Yes, C11.3 is a billable and specific ICD-10-CM code that can be submitted for reimbursement purposes. It does not require a more specific subcode and is valid as a terminal code in the C11 family for the FY2026 classification year.
C11.3 identifies a tumor at the anterior wall of the nasopharynx (choana, posterior nasal septum). C11.1 identifies a tumor at the posterior wall (adenoid, pharyngeal tonsil). C11.2 identifies a tumor at the lateral wall (fossa of Rosenmüller). These are anatomically distinct sites, and the correct code depends entirely on the documented tumor location.

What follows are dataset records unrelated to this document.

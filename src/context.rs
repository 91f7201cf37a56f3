//! Application Context
//!
//! Session and API configuration shared via Leptos Context API. Views never
//! reach for storage directly; they read the session and build API clients
//! through [`AuthContext`].

use crm_core::{ApiConfig, CrmError, Session};
use leptos::prelude::*;

use crate::api::ApiClient;
use crate::storage::BrowserStorage;

#[derive(Clone, Copy)]
pub struct AuthContext {
    session: RwSignal<Session<BrowserStorage>>,
    config: StoredValue<ApiConfig>,
}

impl AuthContext {
    /// Hydrate the session from localStorage; no network call
    pub fn new(config: ApiConfig) -> Self {
        Self {
            session: RwSignal::new(Session::hydrate(BrowserStorage)),
            config: StoredValue::new(config),
        }
    }

    /// Reactive: re-runs the caller whenever the session changes
    pub fn is_authenticated(&self) -> bool {
        self.session.with(|s| s.is_authenticated())
    }

    pub fn login(&self, token: String) -> Result<(), CrmError> {
        let mut result = Ok(());
        self.session.update(|s| result = s.login(token));
        result
    }

    pub fn logout(&self) {
        self.session.update(|s| s.logout());
    }

    pub fn config(&self) -> ApiConfig {
        self.config.get_value()
    }

    /// Client carrying the current token; a 401 signs the user out
    pub fn api(&self) -> ApiClient {
        let session = self.session;
        let token = session.with_untracked(|s| s.token().map(str::to_string));
        ApiClient::new(self.config(), token).on_unauthorized(move || {
            session.update(|s| {
                s.on_unauthorized();
            });
        })
    }
}

pub fn use_auth() -> AuthContext {
    expect_context::<AuthContext>()
}
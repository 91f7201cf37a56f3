//! Remote View Component
//!
//! Renders a [`Remote`] resource: a loading line, an inline error banner, or
//! the ready value.

use crm_core::Remote;
use leptos::prelude::*;

#[component]
pub fn RemoteView<T, F, V>(state: RwSignal<Remote<T>>, render: F) -> impl IntoView
where
    T: Clone + Send + Sync + 'static,
    F: Fn(T) -> V + Send + Sync + 'static,
    V: IntoView + 'static,
{
    move || match state.get() {
        Remote::Loading => view! { <div class="loading">"Loading..."</div> }.into_any(),
        Remote::Failed(message) => view! { <ErrorBanner message=message /> }.into_any(),
        Remote::Ready(value) => render(value).into_any(),
    }
}

#[component]
pub fn ErrorBanner(#[prop(into)] message: String) -> impl IntoView {
    view! { <div class="error-banner" role="alert">{message}</div> }
}
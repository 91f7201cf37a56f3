//! Remote Resource State
//!
//! One tagged state for "data fetched from the API": still loading, ready, or
//! failed with a message for the inline banner.

use std::fmt::Display;

#[derive(Debug, Clone, PartialEq)]
pub enum Remote<T> {
    Loading,
    Ready(T),
    Failed(String),
}

impl<T> Default for Remote<T> {
    fn default() -> Self {
        Remote::Loading
    }
}

impl<T> Remote<T> {
    pub fn from_result<E: Display>(result: Result<T, E>) -> Self {
        match result {
            Ok(value) => Remote::Ready(value),
            Err(e) => Remote::Failed(e.to_string()),
        }
    }

    pub fn is_loading(&self) -> bool {
        matches!(self, Remote::Loading)
    }

    pub fn ready(&self) -> Option<&T> {
        match self {
            Remote::Ready(value) => Some(value),
            _ => None,
        }
    }

    pub fn error(&self) -> Option<&str> {
        match self {
            Remote::Failed(msg) => Some(msg),
            _ => None,
        }
    }

    pub fn map<U>(self, f: impl FnOnce(T) -> U) -> Remote<U> {
        match self {
            Remote::Loading => Remote::Loading,
            Remote::Ready(value) => Remote::Ready(f(value)),
            Remote::Failed(msg) => Remote::Failed(msg),
        }
    }

    /// Edit the ready value in place; no-op while loading or failed
    pub fn update(&mut self, f: impl FnOnce(&mut T)) -> bool {
        match self {
            Remote::Ready(value) => {
                f(value);
                true
            }
            _ => false,
        }
    }
}

#[cfg(test)]
mod tests {
    use super::*;

    #[test]
    fn test_from_result() {
        let ok: Remote<u32> = Remote::from_result(Ok::<_, String>(3));
        assert_eq!(ok.ready(), Some(&3));
        let failed: Remote<u32> = Remote::from_result(Err("boom"));
        assert_eq!(failed.error(), Some("boom"));
        assert!(Remote::<u32>::default().is_loading());
    }

    #[test]
    fn test_update_only_when_ready() {
        let mut loading: Remote<Vec<u32>> = Remote::Loading;
        assert!(!loading.update(|v| v.push(1)));
        assert!(loading.is_loading());

        let mut ready = Remote::Ready(vec![1]);
        assert!(ready.update(|v| v.push(2)));
        assert_eq!(ready.map(|v| v.len()), Remote::Ready(2));
    }
}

CPT codes used alongside C11.3 vary by treatment modality. Nasopharyngoscopy with biopsy, fine needle aspiration biopsy (CPT 10021) for node sampling, radiation therapy planning codes, and chemotherapy administration codes are frequently paired with C11.3. The specific CPT-to-ICD-10-CM linkage is payer-specific; always verify against the applicable local coverage determination (LCD) before submitting.
C11.9 (malignant neoplasm of nasopharynx, unspecified) should only be used when physician documentation does not identify the specific subsite within the nasopharynx. If documentation supports the anterior wall location, C11.3 is always preferred. A physician query should be initiated when subsite information is absent rather than defaulting to C11.9.